◆ **PROMPT**: Please filter the data down to the lines that include the word "through" and copy them.
* * * *
//! Orchestrator: drives executions through their state machine.
//!
//! Every job is processed in up to three phases:
//!
//! 1. gate: reload the execution, drop stale jobs, honour cancel requests
//!    and start pending executions;
//! 2. run: invoke the handler through the step executor (no locks, no
//!    store access);
//! 3. resolve: record the attempt and apply the transition it causes.
//!
//! Phases 1 and 3 are optimistic read-modify-write cycles against the
//! execution store (`commit`). Follow-up jobs, DLQ entries and lifecycle
//! events are only published after the write succeeded. Job and DLQ ids are
//! derived from what they stand for, so publishing can be repeated; a
//! redelivered job that finds nothing to do re-publishes what the stored
//! execution is waiting on (see `recovery`).

mod admin;
mod compensation;
mod recovery;
mod step_executor;

use std::sync::Arc;

use chrono::{DateTime, Utc};
use tracing::{debug, error, info, instrument, warn};

use forgeflow_core::{ExecutionId, ExpectedVersion, TenantId};
use forgeflow_events::{LifecycleEvent, LifecycleEventKind, LifecycleListener, Listeners};
use forgeflow_workflow::{
    CompensationRecord, DefinitionError, DefinitionSource, ErrorClass, ExecutionStatus,
    HandlerRegistry, StepDefinition, StepExecution, StepId, StepKind, Transition,
    WorkflowDefinition, WorkflowExecution, compensation_plan,
};

pub use admin::{ExecutionReport, StartExecution};
pub use step_executor::{StepExecutor, StepRequest};

use crate::config::EngineConfig;
use crate::dlq::{DeadLetterEntry, DeadLetterError, DeadLetterStore, DepthChange};
use crate::error::EngineError;
use crate::executions::{ExecutionStore, ExecutionStoreError};
use crate::jobs::{ClaimedJob, Disposition, Job, JobProcessor, JobStore, JobStoreError, StepJob};
use crate::retry::RetryScheduler;

/// Orchestrator tunables.
#[derive(Debug, Clone)]
pub struct OrchestratorSettings {
    /// Queue follow-up jobs are enqueued into.
    pub queue: String,
    /// Deliveries of one attempt before it fails without running.
    pub max_deliveries: u32,
    /// Per-firm DLQ depth that raises `dlq.depth_exceeded` (0 disables).
    pub dlq_alert_threshold: usize,
    /// Reload-and-reapply rounds on version conflicts.
    pub max_update_retries: u32,
}

impl Default for OrchestratorSettings {
    fn default() -> Self {
        Self {
            queue: "workflow-steps".to_string(),
            max_deliveries: 5,
            dlq_alert_threshold: 100,
            max_update_retries: 16,
        }
    }
}

impl From<&EngineConfig> for OrchestratorSettings {
    fn from(config: &EngineConfig) -> Self {
        Self {
            queue: config.queue.clone(),
            max_deliveries: config.max_deliveries,
            dlq_alert_threshold: config.dlq_alert_threshold,
            ..Self::default()
        }
    }
}

/// Side effects of one execution write, published after it commits.
struct Plan {
    record: Option<StepExecution>,
    jobs: Vec<Job>,
    compensations: Vec<CompensationRecord>,
    dead_letter: Option<DeadLetterEntry>,
    events: Vec<LifecycleEvent>,
    disposition: Disposition,
    /// The execution was mutated and must be written.
    dirty: bool,
    /// Gate only: go on and run the handler.
    proceed: bool,
}

impl Plan {
    fn new() -> Self {
        Self {
            record: None,
            jobs: Vec::new(),
            compensations: Vec::new(),
            dead_letter: None,
            events: Vec::new(),
            disposition: Disposition::Skipped,
            dirty: false,
            proceed: false,
        }
    }

    fn push(&mut self, event: LifecycleEvent) {
        self.events.push(event);
    }

    fn needs_write(&self) -> bool {
        self.dirty || self.record.is_some()
    }
}

/// Execution-scoped event; latency is the execution's age.
fn event(execution: &WorkflowExecution, kind: LifecycleEventKind) -> LifecycleEvent {
    LifecycleEvent::for_execution(
        kind,
        execution.tenant_id(),
        execution.correlation_id().clone(),
        execution.id(),
    )
    .with_latency_ms(elapsed_ms(execution.created_at()))
}

/// Execution-level event caused by one attempt of `step`.
fn resolved_event(
    execution: &WorkflowExecution,
    kind: LifecycleEventKind,
    step: &StepId,
    attempt: u32,
) -> LifecycleEvent {
    event(execution, kind).with_step(step.as_str(), attempt)
}

fn elapsed_ms(since: DateTime<Utc>) -> u64 {
    (Utc::now() - since).num_milliseconds().max(0) as u64
}

/// Event carrying step, attempt, latency and error of a resolved attempt.
fn step_event(execution: &WorkflowExecution, kind: LifecycleEventKind, record: &StepExecution) -> LifecycleEvent {
    let event = event(execution, kind)
        .with_step(record.step_id.as_str(), record.attempt)
        .with_latency_ms(record.latency_ms());
    match &record.error {
        Some(error) => event.with_detail(error.to_string()),
        None => event,
    }
}

/// The workflow engine core.
pub struct Orchestrator {
    jobs: Arc<dyn JobStore>,
    executions: Arc<dyn ExecutionStore>,
    dead_letters: Arc<dyn DeadLetterStore>,
    definitions: Arc<dyn DefinitionSource>,
    executor: StepExecutor,
    retry: RetryScheduler,
    listeners: Listeners,
    settings: OrchestratorSettings,
}

impl std::fmt::Debug for Orchestrator {
    fn fmt(&self, f: &mut std::fmt::Formatter<'_>) -> std::fmt::Result {
        f.debug_struct("Orchestrator")
            .field("handlers", self.executor.handlers())
            .field("retry", &self.retry)
            .field("listeners", &self.listeners)
            .field("settings", &self.settings)
            .finish()
    }
}

/// Wires stores, handlers and listeners into an [`Orchestrator`].
pub struct OrchestratorBuilder {
    jobs: Arc<dyn JobStore>,
    executions: Arc<dyn ExecutionStore>,
    dead_letters: Arc<dyn DeadLetterStore>,
    definitions: Arc<dyn DefinitionSource>,
    handlers: HandlerRegistry,
    retry: RetryScheduler,
    listeners: Listeners,
    settings: OrchestratorSettings,
}

impl OrchestratorBuilder {
    pub fn settings(mut self, settings: OrchestratorSettings) -> Self {
        self.settings = settings;
        self
    }

    /// Queue, delivery budget, DLQ threshold and jitter from `config`.
    pub fn config(mut self, config: &EngineConfig) -> Self {
        self.settings = OrchestratorSettings {
            max_update_retries: self.settings.max_update_retries,
            ..OrchestratorSettings::from(config)
        };
        self.retry = RetryScheduler::new(config.jitter);
        self
    }

    pub fn queue(mut self, queue: impl Into<String>) -> Self {
        self.settings.queue = queue.into();
        self
    }

    pub fn max_deliveries(mut self, max_deliveries: u32) -> Self {
        self.settings.max_deliveries = max_deliveries;
        self
    }

    pub fn dlq_alert_threshold(mut self, threshold: usize) -> Self {
        self.settings.dlq_alert_threshold = threshold;
        self
    }

    pub fn retry_scheduler(mut self, retry: RetryScheduler) -> Self {
        self.retry = retry;
        self
    }

    pub fn listener<L>(mut self, listener: L) -> Self
    where
        L: LifecycleListener + 'static,
    {
        self.listeners = self.listeners.with(listener);
        self
    }

    pub fn listeners(mut self, listeners: Listeners) -> Self {
        self.listeners = listeners;
        self
    }

    pub fn build(self) -> Orchestrator {
        Orchestrator {
            jobs: self.jobs,
            executions: self.executions,
            dead_letters: self.dead_letters,
            definitions: self.definitions,
            executor: StepExecutor::new(self.handlers),
            retry: self.retry,
            listeners: self.listeners,
            settings: self.settings,
        }
    }
}
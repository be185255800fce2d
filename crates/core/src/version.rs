//! Optimistic concurrency expectations for mutable records.

use crate::error::{DomainError, DomainResult};

/// Optimistic concurrency expectation for a versioned record.
///
/// Executions are updated by whichever worker observed the latest step result,
/// so every write states the version it was computed from.
#[derive(Debug, Copy, Clone, PartialEq, Eq)]
pub enum ExpectedVersion {
    /// Skip version checking (creation, administrative overrides).
    Any,
    /// Require the record to be at an exact version.
    Exact(u64),
}

impl ExpectedVersion {
    pub fn matches(self, actual: u64) -> bool {
        match self {
            ExpectedVersion::Any => true,
            ExpectedVersion::Exact(v) => v == actual,
        }
    }

    pub fn check(self, actual: u64) -> DomainResult<()> {
        if self.matches(actual) {
            Ok(())
        } else {
            Err(DomainError::conflict(format!(
                "optimistic concurrency check failed (expected: {self:?}, actual: {actual})"
            )))
        }
    }
}

#[cfg(test)]
mod tests {
    use super::*;

    #[test]
    fn exact_version_must_match() {
        assert!(ExpectedVersion::Exact(3).check(3).is_ok());
        assert!(matches!(
            ExpectedVersion::Exact(3).check(4),
            Err(DomainError::Conflict(_))
        ));
        assert!(ExpectedVersion::Any.matches(42));
    }
}
//! Step handler contract and the startup-resolved handler registry.
//!
//! Business rules (pricing, recurrence, postings) live behind this contract.
//! Handlers are looked up by `step_type`; the registry is frozen once built so
//! that a definition can be checked against it before any execution starts.

use std::collections::HashMap;
use std::sync::Arc;

use serde::{Deserialize, Serialize};

use forgeflow_core::{CorrelationId, ExecutionId, TenantId, WorkflowContext};

use crate::definition::{DefinitionError, StepId, WorkflowDefinition};
use crate::idempotency::IdempotencyKey;
use crate::step::StepKind;

/// Structured error reported by a handler.
#[derive(Debug, Clone, PartialEq, Eq, Serialize, Deserialize)]
pub struct StepError {
    pub code: String,
    pub message: String,
}

impl StepError {
    pub fn new(code: impl Into<String>, message: impl Into<String>) -> Self {
        Self {
            code: code.into(),
            message: message.into(),
        }
    }
}

impl core::fmt::Display for StepError {
    fn fmt(&self, f: &mut core::fmt::Formatter<'_>) -> core::fmt::Result {
        write!(f, "{}: {}", self.code, self.message)
    }
}

/// A failed invocation as reported by the handler.
#[derive(Debug, Clone, PartialEq, Eq, Serialize, Deserialize)]
pub struct StepFailure {
    pub retryable: bool,
    pub error: StepError,
}

/// Result of one handler invocation.
#[derive(Debug, Clone, PartialEq, Eq, Serialize, Deserialize)]
#[serde(tag = "outcome", rename_all = "snake_case")]
pub enum StepOutcome {
    /// Output fields are merged into the execution context.
    Success { output: WorkflowContext },
    Failure(StepFailure),
}

impl StepOutcome {
    pub fn success() -> Self {
        Self::Success {
            output: WorkflowContext::new(),
        }
    }

    pub fn success_with(output: WorkflowContext) -> Self {
        Self::Success { output }
    }

    pub fn transient(code: impl Into<String>, message: impl Into<String>) -> Self {
        Self::Failure(StepFailure {
            retryable: true,
            error: StepError::new(code, message),
        })
    }

    pub fn permanent(code: impl Into<String>, message: impl Into<String>) -> Self {
        Self::Failure(StepFailure {
            retryable: false,
            error: StepError::new(code, message),
        })
    }

    pub fn is_success(&self) -> bool {
        matches!(self, StepOutcome::Success { .. })
    }
}

/// Everything a handler may read about the invocation.
#[derive(Debug, Clone, Copy)]
pub struct StepInvocation<'a> {
    pub tenant_id: TenantId,
    pub execution_id: ExecutionId,
    pub correlation_id: &'a CorrelationId,
    pub step_id: &'a StepId,
    pub kind: StepKind,
    pub attempt: u32,
    pub context: &'a WorkflowContext,
}

/// Step handler contract: `handler(context, idempotency_key) -> outcome`.
///
/// The same attempt may be delivered more than once (crash recovery), so
/// implementations must dedupe side effects on `key`.
pub trait StepHandler: Send + Sync {
    fn handle(&self, invocation: &StepInvocation<'_>, key: &IdempotencyKey) -> StepOutcome;
}

impl<F> StepHandler for F
where
    F: Fn(&StepInvocation<'_>, &IdempotencyKey) -> StepOutcome + Send + Sync,
{
    fn handle(&self, invocation: &StepInvocation<'_>, key: &IdempotencyKey) -> StepOutcome {
        self(invocation, key)
    }
}

/// Pin a closure to the handler signature so its reference arguments are
/// inferred as higher-ranked.
pub fn handler_fn<F>(f: F) -> F
where
    F: Fn(&StepInvocation<'_>, &IdempotencyKey) -> StepOutcome + Send + Sync,
{
    f
}

/// Collects handlers before the engine starts.
#[derive(Default)]
pub struct HandlerRegistryBuilder {
    handlers: HashMap<String, Arc<dyn StepHandler>>,
}

impl HandlerRegistryBuilder {
    pub fn register<H>(mut self, step_type: impl Into<String>, handler: H) -> Self
    where
        H: StepHandler + 'static,
    {
        self.handlers.insert(step_type.into(), Arc::new(handler));
        self
    }

    pub fn register_arc(mut self, step_type: impl Into<String>, handler: Arc<dyn StepHandler>) -> Self {
        self.handlers.insert(step_type.into(), handler);
        self
    }

    pub fn build(self) -> HandlerRegistry {
        HandlerRegistry {
            handlers: Arc::new(self.handlers),
        }
    }
}

/// Frozen `step_type -> handler` table.
#[derive(Clone, Default)]
pub struct HandlerRegistry {
    handlers: Arc<HashMap<String, Arc<dyn StepHandler>>>,
}

impl core::fmt::Debug for HandlerRegistry {
    fn fmt(&self, f: &mut core::fmt::Formatter<'_>) -> core::fmt::Result {
        let mut types: Vec<_> = self.handlers.keys().collect();
        types.sort();
        f.debug_struct("HandlerRegistry").field("step_types", &types).finish()
    }
}

impl HandlerRegistry {
    pub fn builder() -> HandlerRegistryBuilder {
        HandlerRegistryBuilder::default()
    }

    pub fn resolve(&self, step_type: &str) -> Option<Arc<dyn StepHandler>> {
        self.handlers.get(step_type).cloned()
    }

    pub fn contains(&self, step_type: &str) -> bool {
        self.handlers.contains_key(step_type)
    }

    /// Reject definitions that reference unregistered step types.
    pub fn check_definition(&self, definition: &WorkflowDefinition) -> Result<(), DefinitionError> {
        match definition.step_types().into_iter().find(|t| !self.contains(t)) {
            Some(missing) => Err(DefinitionError::UnknownStepType(missing.to_string())),
            None => Ok(()),
        }
    }
}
* * * *
◆ **WRITTEN ANSWER**:
//! Orchestrator: drives executions through their state machine.
//! 2. run: invoke the handler through the step executor (no locks, no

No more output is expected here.